- La Demoiselle sauvage
- Directed by: Léa Pool
- Written by: Léa Pool Michel Langlois Laurent Gagliardi
- Based on: La Demoiselle sauvage by S. Corinna Bille
- Produced by: Denise Robert
- Starring: Patricia Tulasne Matthias Habich
- Cinematography: Georges Dufaux
- Edited by: Alain Belhumeur
- Music by: Jean Corriveau
- Release date: August 1991;
- Running time: 106 minutes
- Countries: Canada Switzerland
- Language: French
- Budget: C$3 million

= The Savage Woman (1991 film) =

The Savage Woman (La Demoiselle sauvage) is a 1991 Canadian-Swiss drama film written and directed by Léa Pool and starring Patricia Tulasne and Matthias Habich. Based on a short story by Swiss writer S. Corinna Bille, the film follows a woman who takes refuge in the Swiss mountains and is found by a dam engineer. It premiered at the Montreal World Film Festival, where it won Best Canadian Film and Best Artistic Contribution. Jean Corriveau won Best Original Score for the film at the 12th Genie Awards.

== Synopsis ==
Marianne, a young woman fleeing a violent incident, escapes from the city into the mountains and collapses near a hydroelectric dam. Élysée, an engineer working at the dam, finds her and nurses her back to health. As he hides her from the police, her past is gradually revealed.

== Cast ==
The cast includes:

- Patricia Tulasne as Marianne

- Matthias Habich as Élysée

- Michel Voïta as the police chief

- Roger Jendly as Maurice

- Lenie Scoffié as Marie Chappaz

- Séverine Bujard as Élysée's wife

- Jonas Pool as Élysée's elder son

- Sylvain Pool as Élysée's younger son

- Bernard Lamy as the gendarme

== Production ==
The film was a Quebec-Swiss co-production between Cinémaginaire, Limbo Films and the National Film Board of Canada. It was directed by Léa Pool and written by Pool, Laurent Gagliardi and Michel Langlois, based on the short story La Demoiselle sauvage by S. Corinna Bille.

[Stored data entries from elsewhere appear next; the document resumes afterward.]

// SPDX-License-Identifier: AGPL-3.0-or-later
//
// Copyright (C) 2026 Relational Network

//! # Balance Checking
//!
//! Turns (network, accounts, assets) into per-account balance records.
//!
//! ## Layers
//!
//! 1. [`provider`]: one bundled Multicall3 read for a batch of addresses
//!    against one asset.
//! 2. [`batch`]: splits an address list into batches, runs them concurrently
//!    and retries each failing batch.
//! 3. [`network`]: resolves column headers and fans out over all assets of
//!    one network.
//! 4. [`multi`]: walks many networks one after the other, skipping those that
//!    cannot be reached.

pub mod batch;
pub mod multi;
pub mod network;
pub mod provider;

use std::collections::{HashMap, HashSet};
use std::fmt;
use std::num::NonZeroUsize;
use std::time::Duration;

use alloy::primitives::Address;

use crate::blockchain::{AssetRef, ClientError, DisplayHeader, NetworkConfig};

pub use batch::{with_retry, BatchOutcome, BatchRetryExecutor, FailedBatch, RetryPolicy};
pub use multi::MultiNetworkChecker;
pub use network::{CheckState, NetworkChecker};
pub use provider::{
    BalanceProvider, BatchBalanceSource, NativeBalanceProvider, TokenBalanceProvider,
};

/// Balance string recorded whenever a value is unknown.
pub const ZERO_BALANCE: &str = "0";

/// An account to check. The address is the identity across networks.
#[derive(Clone, PartialEq, Eq)]
pub struct Account {
    pub address: Address,
    /// Private key the address was derived from, when the wallet list had one
    pub secret: Option<String>,
}

impl Account {
    pub fn watch(address: Address) -> Self {
        Self {
            address,
            secret: None,
        }
    }

    pub fn with_secret(address: Address, secret: impl Into<String>) -> Self {
        Self {
            address,
            secret: Some(secret.into()),
        }
    }
}

impl fmt::Debug for Account {
    fn fmt(&self, f: &mut fmt::Formatter<'_>) -> fmt::Result {
        f.debug_struct("Account")
            .field("address", &self.address)
            .field("secret", &self.secret.as_ref().map(|_| "<redacted>"))
            .finish()
    }
}

/// Balances of one account on one network.
#[derive(Debug, Clone)]
pub struct BalanceRecord {
    pub account: Account,
    /// Decimal balance per requested asset
    pub balances: HashMap<AssetRef, String>,
    /// Why an asset's balance fell back to zero
    pub errors: HashMap<AssetRef, ClientError>,
}

impl BalanceRecord {
    pub fn new(account: Account) -> Self {
        Self {
            account,
            balances: HashMap::new(),
            errors: HashMap::new(),
        }
    }

    /// Balance of `asset`, `"0"` when absent.
    pub fn balance(&self, asset: &AssetRef) -> &str {
        self.balances
            .get(asset)
            .map(String::as_str)
            .unwrap_or(ZERO_BALANCE)
    }

    pub fn has_balance(&self) -> bool {
        self.balances.values().any(|v| is_positive(v))
    }
}

/// One report column: which asset it measures and how it is titled.
#[derive(Debug, Clone, PartialEq, Eq)]
pub struct AssetColumn {
    pub asset: AssetRef,
    pub header: DisplayHeader,
}

/// Statistics of one network check. A check unit is one (account, asset) pair.
#[derive(Debug, Clone, Copy, Default, PartialEq, Eq)]
pub struct CheckStats {
    pub total_accounts: usize,
    pub total_assets: usize,
    pub successful_checks: usize,
    pub failed_checks: usize,
    pub duration: Duration,
}

impl CheckStats {
    pub fn total_checks(&self) -> usize {
        self.successful_checks + self.failed_checks
    }
}

/// Result of checking one network.
#[derive(Debug, Clone)]
pub struct NetworkReport {
    pub network: NetworkConfig,
    /// `columns[i]` names the i-th requested asset
    pub columns: Vec<AssetColumn>,
    /// One record per input account, in input order
    pub results: Vec<BalanceRecord>,
    pub stats: CheckStats,
}

impl NetworkReport {
    pub fn display_headers(&self) -> impl Iterator<Item = &DisplayHeader> {
        self.columns.iter().map(|c| &c.header)
    }

    /// Column titled `header`, first match in column order.
    pub fn column_by_header(&self, header: &str) -> Option<&AssetColumn> {
        self.columns.iter().find(|c| c.header.as_str() == header)
    }

    pub fn accounts_with_balance(&self) -> usize {
        self.results.iter().filter(|r| r.has_balance()).count()
    }
}

/// Totals over every report of a run, logged when the run ends.
#[derive(Debug, Clone, Copy, Default, PartialEq, Eq)]
pub struct RunSummary {
    pub networks: usize,
    /// Distinct addresses holding a non-zero balance on any network
    pub accounts_with_balance: usize,
    pub total_checks: usize,
    pub failed_checks: usize,
    pub duration: Duration,
}

impl RunSummary {
    pub fn from_reports(reports: &[NetworkReport]) -> Self {
        let funded: HashSet<Address> = reports
            .iter()
            .flat_map(|r| r.results.iter())
            .filter(|r| r.has_balance())
            .map(|r| r.account.address)
            .collect();

        Self {
            networks: reports.len(),
            accounts_with_balance: funded.len(),
            total_checks: reports.iter().map(|r| r.stats.total_checks()).sum(),
            failed_checks: reports.iter().map(|r| r.stats.failed_checks).sum(),
            duration: reports.iter().map(|r| r.stats.duration).sum(),
        }
    }
}

/// Tunables shared by every network check.
#[derive(Debug, Clone, PartialEq, Eq)]
pub struct CheckerOptions {
    /// Addresses per bundled read
    pub batch_size: usize,
    /// Attempts per batch; zero behaves like one
    pub retry_attempts: u32,
    /// Pause between attempts of the same batch
    pub retry_delay: Duration,
    /// Cap on concurrently running batches per asset; `None` runs all at once
    pub max_in_flight: Option<NonZeroUsize>,
}

impl Default for CheckerOptions {
    fn default() -> Self {
        Self {
            batch_size: 200,
            retry_attempts: 3,
            retry_delay: Duration::from_millis(1000),
            max_in_flight: None,
        }
    }
}

impl CheckerOptions {
    pub fn retry_policy(&self) -> RetryPolicy {
        RetryPolicy {
            attempts: self.retry_attempts,
            delay: self.retry_delay,
        }
    }
}

/// Progress notification emitted while checking.
#[derive(Debug, Clone, PartialEq, Eq)]
pub enum Progress {
    /// A network check moved to `state`.
    StateChanged {
        network: &'static str,
        state: CheckState,
    },
    /// A column header has been resolved.
    AssetResolved {
        network: &'static str,
        header: DisplayHeader,
        completed: usize,
        total: usize,
    },
    /// All batches of one asset have finished; counts are check units.
    AssetChecked {
        network: &'static str,
        header: DisplayHeader,
        completed: usize,
        total: usize,
    },
    /// A network of a multi-network run is done, checked or skipped.
    NetworkFinished {
        network: &'static str,
        completed: usize,
        total: usize,
    },
}

/// One-way receiver of [`Progress`] notifications.
pub trait ProgressSink: Send + Sync {
    fn notify(&self, progress: Progress);
}

impl<F> ProgressSink for F
where
    F: Fn(Progress) + Send + Sync,
{
    fn notify(&self, progress: Progress) {
        self(progress)
    }
}

/// Discards all progress.
#[derive(Debug, Clone, Copy, Default)]
pub struct NoProgress;

impl ProgressSink for NoProgress {
    fn notify(&self, _progress: Progress) {}
}

/// Writes progress to the log.
#[derive(Debug, Clone, Copy, Default)]
pub struct LogProgress;

impl ProgressSink for LogProgress {
    fn notify(&self, progress: Progress) {
        match progress {
            Progress::StateChanged { network, state } => {
                tracing::debug!(network, state = ?state, "Check state changed")
            }
            Progress::AssetResolved {
                network,
                header,
                completed,
                total,
            } => tracing::debug!(network, asset = %header, completed, total, "Asset resolved"),
            Progress::AssetChecked {
                network,
                header,
                completed,
                total,
            } => tracing::info!(network, asset = %header, completed, total, "Asset checked"),
            Progress::NetworkFinished {
                network,
                completed,
                total,
            } => tracing::info!(network, "Networks done ({completed}/{total})"),
        }
    }
}

pub(crate) fn is_positive(value: &str) -> bool {
    value.trim().parse::<f64>().is_ok_and(|v| v > 0.0)
}

#[cfg(test)]
mod tests {
    use super::*;

    #[test]
    fn account_debug_redacts_secret() {
        let account = Account::with_secret(Address::repeat_byte(1), "deadbeef");
        let printed = format!("{account:?}");
        assert!(printed.contains("<redacted>"));
        assert!(!printed.contains("deadbeef"));

        let watch = format!("{:?}", Account::watch(Address::repeat_byte(1)));
        assert!(watch.contains("None"));
    }

    #[test]
    fn record_defaults_missing_assets_to_zero() {
        let mut record = BalanceRecord::new(Account::watch(Address::repeat_byte(2)));
        assert_eq!(record.balance(&AssetRef::Native), "0");
        assert!(!record.has_balance());

        record.balances.insert(AssetRef::Native, "0.25".to_string());
        assert_eq!(record.balance(&AssetRef::Native), "0.25");
        assert!(record.has_balance());
    }

    #[test]
    fn positive_values() {
        assert!(is_positive("1.5"));
        assert!(is_positive("0.000001"));
        assert!(!is_positive("0"));
        assert!(!is_positive("0.0"));
        assert!(!is_positive(""));
        assert!(!is_positive("abc"));
    }

    #[test]
    fn closures_are_progress_sinks() {
        let seen = std::sync::Mutex::new(Vec::new());
        let sink = |p: Progress| seen.lock().unwrap().push(p);
        sink.notify(Progress::NetworkFinished {
            network: "base",
            completed: 1,
            total: 2,
        });
        assert_eq!(seen.lock().unwrap().len(), 1);
    }

    #[test]
    fn default_options() {
        let options = CheckerOptions::default();
        assert_eq!(options.batch_size, 200);
        assert_eq!(options.retry_attempts, 3);
        assert_eq!(options.retry_delay, Duration::from_millis(1000));
        assert_eq!(options.max_in_flight, None);
    }
}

The film was shot in the Canton of Valais, Switzerland, including Grimentz in the Val d'Anniviers region. It had a budget of C$3 million.

== Reception ==

=== Awards and nominations ===
The film premiered in August 1991 at the Montreal World Film Festival, where it won the awards for Best Canadian Film and Best Artistic Contribution. At the 12th Genie Awards, it received three nominations: Best Actor for Matthias Habich, Best Adapted Screenplay for Léa Pool, Michel Langlois and Laurent Gagliardi, and Best Original Score, which Jean Corriveau won.

=== Critical response ===
Filmdienst described the film as a poetic and visually beautiful drama about a passionate but impossible love.

Matthias Rüttimann of Zoom praised Patricia Tulasne's performance, highlighting the mix of fragility and uncompromising strength she brought to the title character. He also wrote that Pool told the story on several levels, through plot, imagery and music.